Mondo Cilions
23 marzo 2009
Apatia italiana
Nel "Bel Paese" si sottovalutano sempre le minacce e non investendo mai in prima persona spesso non si spengono gl'incendi quando ancora sono "solo" piccoli fuocherelli!!!
La storia conferma questa nostra malsana abitudine... e mentre in Francia si tagliavano le teste e si scendeva in piazza, in Italia ci si gongolava al motto di "ARMIAMOCI e PARTITE"!
Certo, quando le cose sono precipitate, anche noi siamo corsi a riparare (e lo abbiamo fatto discretamente bene)... ma allora, perchè non intervenire prima?!?
Perchè non aderire prima agli scioperi, perchè non farsi sentire quando ancora si può evitare il peggio?!?
Massì, un brindisi cordiale a tutti!!!

PS: Ho trovato questa vignetta di Martin Niemoller su controcorrente satirica che ringrazio per i continui ed interessanti spunti di riflessione... Fateci un "salto", ne vale la pena!
12 marzo 2009
Certi momenti... fra stupri e scomuniche.
C'era una volta in Brasile un'innocente bambina di 9 anni che, violentata dal patrigno, rimase incinta.
C'era una volta una madre, che dopo averla portata in ospedale a causa di dolori addominali e nausea, scoprì la terribile verità.
E c'erano i medici, secondo i quali, una bimba alta 136 cm e pesante 33 chili, poteva anche morire se avesse portato avanti la gravidanza.
Ovviamente vivevano tutti “felici e contenti”, almeno sino a quando sua “santità” l'arcivescovo di Recifre ha deciso di scomunicarli.

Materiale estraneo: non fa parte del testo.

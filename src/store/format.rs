//! On-disk encodings and file suffixes
//!
//! A record's shape picks the encoding (JSON text or Parquet binary), the
//! caller picks compression (gzip). Together they fix the file suffix, and
//! `load` probes suffixes in [`StoredFormat::PROBE_ORDER`].

use std::io::{Read, Write};

use arrow::record_batch::RecordBatch;
use bytes::Bytes;
use flate2::read::GzDecoder;
use flate2::write::GzEncoder;
use flate2::Compression;
use parquet::arrow::arrow_reader::ParquetRecordBatchReaderBuilder;
use parquet::arrow::ArrowWriter;

use super::Record;
use crate::{Error, Result};

/// Structured encoding of a stored record
#[derive(Debug, Clone, Copy, PartialEq, Eq, Hash)]
pub enum Encoding {
    /// `serde_json` text
    Json,
    /// Parquet (numeric tables)
    Parquet,
}

/// Encoding plus compression flag, i.e. everything that determines a suffix
#[derive(Debug, Clone, Copy, PartialEq, Eq, Hash)]
pub struct StoredFormat {
    /// Structured encoding
    pub encoding: Encoding,
    /// Whether the encoded bytes are gzipped
    pub compressed: bool,
}

impl StoredFormat {
    /// Lookup priority: binary-compressed, binary, text-compressed, text.
    pub const PROBE_ORDER: [Self; 4] = [
        Self::new(Encoding::Parquet, true),
        Self::new(Encoding::Parquet, false),
        Self::new(Encoding::Json, true),
        Self::new(Encoding::Json, false),
    ];

    /// Create a format descriptor
    #[must_use]
    pub const fn new(encoding: Encoding, compressed: bool) -> Self {
        Self {
            encoding,
            compressed,
        }
    }

    /// File suffix appended to the key
    #[must_use]
    pub const fn suffix(&self) -> &'static str {
        match (self.encoding, self.compressed) {
            (Encoding::Parquet, true) => ".parquet.gz",
            (Encoding::Parquet, false) => ".parquet",
            (Encoding::Json, true) => ".json.gz",
            (Encoding::Json, false) => ".json",
        }
    }

    /// Short label used in logs and manifests
    #[must_use]
    pub const fn label(&self) -> &'static str {
        match (self.encoding, self.compressed) {
            (Encoding::Parquet, true) => "parquet+gzip",
            (Encoding::Parquet, false) => "parquet",
            (Encoding::Json, true) => "json+gzip",
            (Encoding::Json, false) => "json",
        }
    }

    /// Split a file name into key leaf and format, if it carries a known suffix.
    #[must_use]
    pub fn split_file_name(name: &str) -> Option<(&str, Self)> {
        Self::PROBE_ORDER.iter().find_map(|format| {
            name.strip_suffix(format.suffix())
                .filter(|stem| !stem.is_empty())
                .map(|stem| (stem, *format))
        })
    }
}

/// Serialize a record into the bytes that land on disk.
///
/// # Errors
///
/// Returns `Error::Serialization` if the record cannot be encoded.
pub fn encode(key: &str, record: &Record, compressed: bool) -> Result<Vec<u8>> {
    let raw = match record {
        Record::Json(value) => {
            // Compressed copies are for machines; plain ones get read by people
            if compressed {
                serde_json::to_vec(value)
            } else {
                serde_json::to_vec_pretty(value)
            }
            .map_err(|e| Error::serialization(key, e))?
        }
        Record::Table(batch) => table_to_parquet(batch).map_err(|e| Error::serialization(key, e))?,
    };

    if compressed {
        gzip(&raw).map_err(|e| Error::serialization(key, format!("gzip failed: {e}")))
    } else {
        Ok(raw)
    }
}

/// Decode on-disk bytes for `format` back into a record.
///
/// # Errors
///
/// Returns `Error::Serialization` for truncated, corrupt or mislabeled files.
pub fn decode(key: &str, format: StoredFormat, bytes: &[u8]) -> Result<Record> {
    let raw = if format.compressed {
        gunzip(bytes).map_err(|e| Error::serialization(key, format!("gunzip failed: {e}")))?
    } else {
        bytes.to_vec()
    };

    match format.encoding {
        Encoding::Json => serde_json::from_slice(&raw)
            .map(Record::Json)
            .map_err(|e| Error::serialization(key, e)),
        Encoding::Parquet => parquet_to_table(raw)
            .map(Record::Table)
            .map_err(|e| Error::serialization(key, e)),
    }
}

/// Gzip `data`. The header carries no timestamp, so equal input gives equal bytes.
pub(crate) fn gzip(data: &[u8]) -> std::io::Result<Vec<u8>> {
    let mut encoder = GzEncoder::new(Vec::with_capacity(data.len() / 2), Compression::default());
    encoder.write_all(data)?;
    encoder.finish()
}

pub(crate) fn gunzip(data: &[u8]) -> std::io::Result<Vec<u8>> {
    let mut decoder = GzDecoder::new(data);
    let mut out = Vec::with_capacity(data.len() * 4);
    decoder.read_to_end(&mut out)?;
    Ok(out)
}

fn table_to_parquet(batch: &RecordBatch) -> Result<Vec<u8>> {
    if batch.num_columns() == 0 {
        return Err(Error::InvalidInput(
            "tables without columns cannot be stored".to_string(),
        ));
    }
    let mut buf = Vec::new();
    let mut writer = ArrowWriter::try_new(&mut buf, batch.schema(), None)?;
    writer.write(batch)?;
    writer.close()?;
    Ok(buf)
}

fn parquet_to_table(raw: Vec<u8>) -> Result<RecordBatch> {
    let builder = ParquetRecordBatchReaderBuilder::try_new(Bytes::from(raw))?;
    let schema = builder.schema().clone();
    let reader = builder.build()?;

    let mut batches = Vec::new();
    for batch in reader {
        batches.push(batch?);
    }
    Ok(arrow::compute::concat_batches(&schema, &batches)?)
}

#[cfg(test)]
mod tests {
    use super::*;
    use arrow::array::{Float64Array, Int64Array};
    use arrow::datatypes::{DataType, Field, Schema};
    use std::sync::Arc;

    fn sample_table() -> RecordBatch {
        let schema = Schema::new(vec![
            Field::new("frame_id", DataType::Int64, false),
            Field::new("score", DataType::Float64, false),
        ]);
        RecordBatch::try_new(
            Arc::new(schema),
            vec![
                Arc::new(Int64Array::from(vec![1, 2, 3])),
                Arc::new(Float64Array::from(vec![0.5, 0.25, 0.125])),
            ],
        )
        .unwrap()
    }

    #[test]
    fn test_suffixes_are_distinct_and_ordered() {
        let suffixes: Vec<_> = StoredFormat::PROBE_ORDER.iter().map(StoredFormat::suffix).collect();
        assert_eq!(suffixes, vec![".parquet.gz", ".parquet", ".json.gz", ".json"]);
    }

    #[test]
    fn test_split_file_name() {
        assert_eq!(
            StoredFormat::split_file_name("summary.json.gz"),
            Some(("summary", StoredFormat::new(Encoding::Json, true)))
        );
        assert_eq!(
            StoredFormat::split_file_name("000042.json"),
            Some(("000042", StoredFormat::new(Encoding::Json, false)))
        );
        assert_eq!(StoredFormat::split_file_name("alg.ui.arrow"), None);
        assert_eq!(StoredFormat::split_file_name(".json"), None);
    }

    #[test]
    fn test_json_roundtrip_compressed_and_plain() {
        let value = serde_json::json!({"a": [1, 2, 3], "b": {"c": "d"}});
        for compressed in [false, true] {
            let record = Record::Json(value.clone());
            let bytes = encode("k", &record, compressed).unwrap();
            let format = StoredFormat::new(Encoding::Json, compressed);
            assert_eq!(decode("k", format, &bytes).unwrap(), record);
        }
    }

    #[test]
    fn test_gzip_is_deterministic() {
        let data = b"trajectory trajectory trajectory".to_vec();
        assert_eq!(gzip(&data).unwrap(), gzip(&data).unwrap());
    }

    #[test]
    fn test_table_roundtrip() {
        let batch = sample_table();
        for compressed in [false, true] {
            let bytes = encode("t", &Record::Table(batch.clone()), compressed).unwrap();
            let format = StoredFormat::new(Encoding::Parquet, compressed);
            let Record::Table(decoded) = decode("t", format, &bytes).unwrap() else {
                panic!("expected table");
            };
            assert_eq!(decoded.num_rows(), 3);
            assert_eq!(decoded.columns(), batch.columns());
        }
    }

    #[test]
    fn test_corrupt_bytes_are_serialization_errors() {
        let err = decode("bad", StoredFormat::new(Encoding::Json, true), b"not gzip").unwrap_err();
        assert!(err.is_serialization());
        let err = decode("bad", StoredFormat::new(Encoding::Json, false), b"{oops").unwrap_err();
        assert!(err.is_serialization());
        let err = decode("bad", StoredFormat::new(Encoding::Parquet, false), b"PAR").unwrap_err();
        assert!(err.is_serialization());
    }
}
//! Algorithm Metrics - aggregate result of one algorithm run

use std::collections::BTreeMap;

use chrono::{DateTime, Utc};
use serde::{Deserialize, Serialize};

use super::FrameResult;
use crate::{Error, Result};

/// Status of an algorithm run.
#[derive(Debug, Clone, Copy, Default, PartialEq, Eq, Serialize, Deserialize)]
#[serde(rename_all = "snake_case")]
pub enum RunStatus {
    /// Run is created but not yet started.
    #[default]
    Pending,
    /// Run is currently executing.
    Running,
    /// Run completed successfully.
    Success,
    /// Run failed with an error.
    Failed,
    /// Run was cancelled by user or system.
    Cancelled,
}

/// Algorithm Metrics is the canonical record at `experiments/{id}/algorithms/{alg}`.
///
/// ## Invariant
///
/// `successful_frames + failed_frames == total_frames`. The constructors
/// derive `total_frames`, and [`validate`](Self::validate) is checked before
/// every save.
#[derive(Debug, Clone, Serialize, Deserialize, PartialEq)]
pub struct AlgorithmMetrics {
    experiment_id: String,
    algorithm_key: String,
    #[serde(default, skip_serializing_if = "Option::is_none")]
    feature_type: Option<String>,
    #[serde(default, skip_serializing_if = "Option::is_none")]
    ransac_type: Option<String>,
    #[serde(default, skip_serializing_if = "Option::is_none")]
    sequence: Option<String>,
    #[serde(default, skip_serializing_if = "Option::is_none")]
    run: Option<u32>,
    total_frames: usize,
    successful_frames: usize,
    failed_frames: usize,
    #[serde(default)]
    avg_num_matches: f64,
    #[serde(default)]
    avg_num_inliers: f64,
    #[serde(default)]
    avg_inlier_ratio: f64,
    #[serde(default)]
    avg_processing_time_ms: f64,
    #[serde(default)]
    status: RunStatus,
    #[serde(default, skip_serializing_if = "Option::is_none")]
    started_at: Option<DateTime<Utc>>,
    #[serde(default, skip_serializing_if = "Option::is_none")]
    ended_at: Option<DateTime<Utc>>,
    #[serde(default, skip_serializing_if = "BTreeMap::is_empty")]
    extra: BTreeMap<String, f64>,
}

impl AlgorithmMetrics {
    /// Create metrics from frame counts; `total_frames` is their sum.
    #[must_use]
    pub fn new(
        experiment_id: impl Into<String>,
        algorithm_key: impl Into<String>,
        successful_frames: usize,
        failed_frames: usize,
    ) -> Self {
        Self {
            experiment_id: experiment_id.into(),
            algorithm_key: algorithm_key.into(),
            feature_type: None,
            ransac_type: None,
            sequence: None,
            run: None,
            total_frames: successful_frames + failed_frames,
            successful_frames,
            failed_frames,
            avg_num_matches: 0.0,
            avg_num_inliers: 0.0,
            avg_inlier_ratio: 0.0,
            avg_processing_time_ms: 0.0,
            status: RunStatus::Success,
            started_at: None,
            ended_at: Some(Utc::now()),
            extra: BTreeMap::new(),
        }
    }

    /// Aggregate metrics over a run's frames.
    ///
    /// Averages are taken over successful frames; the inlier ratio skips
    /// frames without matches.
    #[must_use]
    #[allow(clippy::cast_precision_loss)]
    pub fn from_frames(
        experiment_id: impl Into<String>,
        algorithm_key: impl Into<String>,
        frames: &[FrameResult],
    ) -> Self {
        let successful: Vec<&FrameResult> = frames.iter().filter(|f| f.success).collect();
        let mut metrics = Self::new(
            experiment_id,
            algorithm_key,
            successful.len(),
            frames.len() - successful.len(),
        );

        if !successful.is_empty() {
            let n = successful.len() as f64;
            metrics.avg_num_matches = successful.iter().map(|f| f.num_matches as f64).sum::<f64>() / n;
            metrics.avg_num_inliers = successful.iter().map(|f| f.num_inliers as f64).sum::<f64>() / n;
            metrics.avg_processing_time_ms =
                successful.iter().map(|f| f.processing_time_ms).sum::<f64>() / n;

            let ratios: Vec<f64> = successful
                .iter()
                .filter(|f| f.num_matches > 0)
                .map(|f| f.num_inliers as f64 / f.num_matches as f64)
                .collect();
            if !ratios.is_empty() {
                metrics.avg_inlier_ratio = ratios.iter().sum::<f64>() / ratios.len() as f64;
            }
        }
        metrics
    }

    /// Set the identity components of the algorithm key.
    #[must_use]
    pub fn with_identity(
        mut self,
        feature_type: impl Into<String>,
        ransac_type: impl Into<String>,
        sequence: impl Into<String>,
        run: u32,
    ) -> Self {
        self.feature_type = Some(feature_type.into());
        self.ransac_type = Some(ransac_type.into());
        self.sequence = Some(sequence.into());
        self.run = Some(run);
        self
    }

    /// Set the run status.
    #[must_use]
    pub const fn with_status(mut self, status: RunStatus) -> Self {
        self.status = status;
        self
    }

    /// Set the start timestamp.
    #[must_use]
    pub const fn with_started_at(mut self, started_at: DateTime<Utc>) -> Self {
        self.started_at = Some(started_at);
        self
    }

    /// Add a named metric.
    #[must_use]
    pub fn with_metric(mut self, name: impl Into<String>, value: f64) -> Self {
        self.extra.insert(name.into(), value);
        self
    }

    /// Get the experiment ID.
    #[must_use]
    pub fn experiment_id(&self) -> &str {
        &self.experiment_id
    }

    /// Get the algorithm key.
    #[must_use]
    pub fn algorithm_key(&self) -> &str {
        &self.algorithm_key
    }

    /// Get the feature type, if known.
    #[must_use]
    pub fn feature_type(&self) -> Option<&str> {
        self.feature_type.as_deref()
    }

    /// Get the RANSAC type, if known.
    #[must_use]
    pub fn ransac_type(&self) -> Option<&str> {
        self.ransac_type.as_deref()
    }

    /// Get the sequence name, if known.
    #[must_use]
    pub fn sequence(&self) -> Option<&str> {
        self.sequence.as_deref()
    }

    /// Get the run index, if known.
    #[must_use]
    pub const fn run(&self) -> Option<u32> {
        self.run
    }

    /// Get the total frame count.
    #[must_use]
    pub const fn total_frames(&self) -> usize {
        self.total_frames
    }

    /// Get the successful frame count.
    #[must_use]
    pub const fn successful_frames(&self) -> usize {
        self.successful_frames
    }

    /// Get the failed frame count.
    #[must_use]
    pub const fn failed_frames(&self) -> usize {
        self.failed_frames
    }

    /// Fraction of frames that succeeded (0 for an empty run).
    #[must_use]
    #[allow(clippy::cast_precision_loss)]
    pub fn success_rate(&self) -> f64 {
        if self.total_frames == 0 {
            0.0
        } else {
            self.successful_frames as f64 / self.total_frames as f64
        }
    }

    /// Average matches per successful frame.
    #[must_use]
    pub const fn avg_num_matches(&self) -> f64 {
        self.avg_num_matches
    }

    /// Average inliers per successful frame.
    #[must_use]
    pub const fn avg_num_inliers(&self) -> f64 {
        self.avg_num_inliers
    }

    /// Average inlier ratio over frames with matches.
    #[must_use]
    pub const fn avg_inlier_ratio(&self) -> f64 {
        self.avg_inlier_ratio
    }

    /// Average processing time per successful frame.
    #[must_use]
    pub const fn avg_processing_time_ms(&self) -> f64 {
        self.avg_processing_time_ms
    }

    /// Get the run status.
    #[must_use]
    pub const fn status(&self) -> RunStatus {
        self.status
    }

    /// Get the start timestamp, if set.
    #[must_use]
    pub const fn started_at(&self) -> Option<DateTime<Utc>> {
        self.started_at
    }

    /// Get the end timestamp, if set.
    #[must_use]
    pub const fn ended_at(&self) -> Option<DateTime<Utc>> {
        self.ended_at
    }

    /// Get a named metric.
    #[must_use]
    pub fn metric(&self, name: &str) -> Option<f64> {
        self.extra.get(name).copied()
    }

    /// Check the frame-count invariant.
    ///
    /// # Errors
    ///
    /// Returns `Error::InvalidInput` if the counts do not add up.
    pub fn validate(&self) -> Result<()> {
        if self.successful_frames + self.failed_frames != self.total_frames {
            return Err(Error::InvalidInput(format!(
                "algorithm '{}': successful_frames ({}) + failed_frames ({}) != total_frames ({})",
                self.algorithm_key, self.successful_frames, self.failed_frames, self.total_frames
            )));
        }
        Ok(())
    }
}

«Un atto dovuto ed inevitabile, la pena andava sanzionata!» Così, il Vaticano ha commentato l'anatema inflitto!
Ma il meglio doveva ancora arrivare...
Il presidente Lula ha dichiarato: «La legge di Dio è superiore a qualsiasi legge umana e l'aborto, è un peccato sempre!».
Ma poi “giustamente” ha aggiunto: «La scomunica in un caso come questo è automatica. Ma non significa che siano condannati all'inferno. Tutti possono pentirsi se ammettono di aver sbagliato.
Io, ha concluso, riceverei volentieri questa madre se chiedesse perdono».
Ma il bene ancora una volta ha trionfato e pertanto, la settimana scorsa, il patrigno, che ha 23 anni (ma che contrariamente ai medici non è stato scomunicato), ha ammesso gli abusi confessando di aver violentato la piccola per la prima volta quando aveva sei anni insieme alla sorellina di 14.
Che dire?!? proprio una simpatica fiaba da raccontare ai vostri bimbi!!!
Si rimane proprio senza parole...
"Credo che in certi momenti il cervello non sa più pensare
e corre in rifugi da pazzi e non vuole tornare
poi cado coi piedi per terra e scoppiano folgore e tuono
non credo alla vita pacifica non credo al perdono."